[WORK REQUEST] Among the lines below, return each one that contains the word "json".

[RECORDED DATA]
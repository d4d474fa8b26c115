// SPDX-License-Identifier: MIT OR Apache-2.0
// Copyright (c) 2025 dagflow contributors

//! Command-line behavior against the bundled demo pipeline

use assert_cmd::Command;
use predicates::prelude::*;
use std::path::{Path, PathBuf};
use tempfile::TempDir;

fn demo() -> PathBuf {
    Path::new(env!("CARGO_MANIFEST_DIR")).join("demos/ml-pipeline.yaml")
}

fn dagflow(state: &TempDir) -> Command {
    let mut cmd = Command::cargo_bin("dagflow").unwrap();
    cmd.current_dir(state.path())
        .env("NO_COLOR", "1")
        .env("DAGFLOW_STATE_DIR", state.path().join("state"))
        .env("DAGFLOW_WORKERS", "2")
        .env_remove("DAGFLOW_CONFIG")
        .env_remove("RUST_LOG");
    cmd
}

fn submitted_run_id(stdout: &[u8]) -> String {
    String::from_utf8_lossy(stdout)
        .lines()
        .find(|l| l.contains("Submitted run"))
        .and_then(|l| l.split_whitespace().last())
        .map(str::to_string)
        .expect("no run id in output")
}

#[test]
fn test_validate_demo() {
    let state = TempDir::new().unwrap();
    dagflow(&state)
        .arg("validate")
        .arg(demo())
        .assert()
        .success()
        .stdout(predicate::str::contains("Pipeline is valid"));
}

#[test]
fn test_validate_reports_type_mismatch() {
    let state = TempDir::new().unwrap();
    let pipeline = state.path().join("broken.yaml");
    std::fs::write(
        &pipeline,
        r#"
name: broken
components:
  - name: produce
    outputs: [{ name: model, type: model }]
    body: { type: shell, command: "true" }
  - name: consume
    inputs: [{ name: data, type: dataset }]
    body: { type: shell, command: "true" }
tasks:
  - name: produce
    component: produce
  - name: consume
    component: consume
    inputs:
      data: { task: produce, output: model }
"#,
    )
    .unwrap();

    dagflow(&state)
        .arg("validate")
        .arg(&pipeline)
        .assert()
        .failure()
        .stdout(predicate::str::contains("consume"));
}

#[test]
fn test_compile_is_deterministic() {
    let state = TempDir::new().unwrap();
    let first = dagflow(&state).arg("compile").arg(demo()).output().unwrap();
    let second = dagflow(&state).arg("compile").arg(demo()).output().unwrap();
    assert!(first.status.success());
    assert_eq!(first.stdout, second.stdout);
    assert!(String::from_utf8_lossy(&first.stdout).contains("dagflow/v1"));
}

#[test]
fn test_compile_to_file_and_graph_it() {
    let state = TempDir::new().unwrap();
    let manifest = state.path().join("manifest.json");
    dagflow(&state)
        .arg("compile")
        .arg(demo())
        .arg("-o")
        .arg(&manifest)
        .assert()
        .success();

    let loaded = dagflow::Manifest::from_file(&manifest).unwrap();
    assert_eq!(loaded.name(), "ml-pipeline");
    assert_eq!(loaded.nodes.len(), 4);

    dagflow(&state)
        .args(["graph", "-f", "mermaid", "-m"])
        .arg(&manifest)
        .assert()
        .success()
        .stdout(predicate::str::starts_with("graph TD"))
        .stdout(predicate::str::contains("validate --> deploy"));
}

#[test]
fn test_run_deploys_accurate_model() {
    let state = TempDir::new().unwrap();
    let output = dagflow(&state)
        .arg("run")
        .arg(demo())
        .args(["-p", "simulated_accuracy=0.85"])
        .assert()
        .success()
        .stdout(predicate::str::contains("Status:   succeeded"))
        .stdout(predicate::str::contains("deploy succeeded"))
        .get_output()
        .stdout
        .clone();
    let run_id = submitted_run_id(&output);

    dagflow(&state)
        .args(["status", &run_id, "-f", "json"])
        .assert()
        .success()
        .stdout(predicate::str::contains("\"status\": \"succeeded\""));

    dagflow(&state)
        .arg("runs")
        .assert()
        .success()
        .stdout(predicate::str::contains("ml-pipeline-run"))
        .stdout(predicate::str::contains("4/4 succeeded"));
}

#[test]
fn test_run_skips_deploy_for_inaccurate_model() {
    let state = TempDir::new().unwrap();
    dagflow(&state)
        .arg("run")
        .arg(demo())
        .args(["-p", "simulated_accuracy=0.5", "-e", "tuning", "-n", "low-accuracy"])
        .assert()
        .success()
        .stdout(predicate::str::contains("Status:   succeeded"))
        .stdout(predicate::str::contains("deploy skipped"))
        .stdout(predicate::str::contains("validate succeeded"));

    dagflow(&state)
        .args(["runs", "-e", "tuning"])
        .assert()
        .success()
        .stdout(predicate::str::contains("low-accuracy"))
        .stdout(predicate::str::contains("3/4 succeeded"));
}

#[test]
fn test_run_rejects_unknown_parameter() {
    let state = TempDir::new().unwrap();
    dagflow(&state)
        .arg("run")
        .arg(demo())
        .args(["-p", "learning_rate=0.1"])
        .assert()
        .failure();
}

#[test]
fn test_status_of_unknown_run() {
    let state = TempDir::new().unwrap();
    dagflow(&state).args(["status", "missing-run"]).assert().failure();
}

#[test]
fn test_stored_manifest_can_be_run_by_reference() {
    let state = TempDir::new().unwrap();
    let compiled = dagflow(&state)
        .arg("compile")
        .arg(demo())
        .arg("--store")
        .assert()
        .success()
        .get_output()
        .stderr
        .clone();
    let digest = String::from_utf8_lossy(&compiled)
        .lines()
        .find(|l| l.contains("Stored manifest"))
        .and_then(|l| l.split_whitespace().last())
        .map(str::to_string)
        .unwrap();

    dagflow(&state)
        .args(["manifests", "list"])
        .assert()
        .success()
        .stdout(predicate::str::contains(digest.as_str()));

    dagflow(&state)
        .args(["run", "--ref", &digest])
        .assert()
        .success()
        .stdout(predicate::str::contains("Status:   succeeded"));
}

[TASK ANSWER]
    let manifest = state.path().join("manifest.json");
        .args(["status", &run_id, "-f", "json"])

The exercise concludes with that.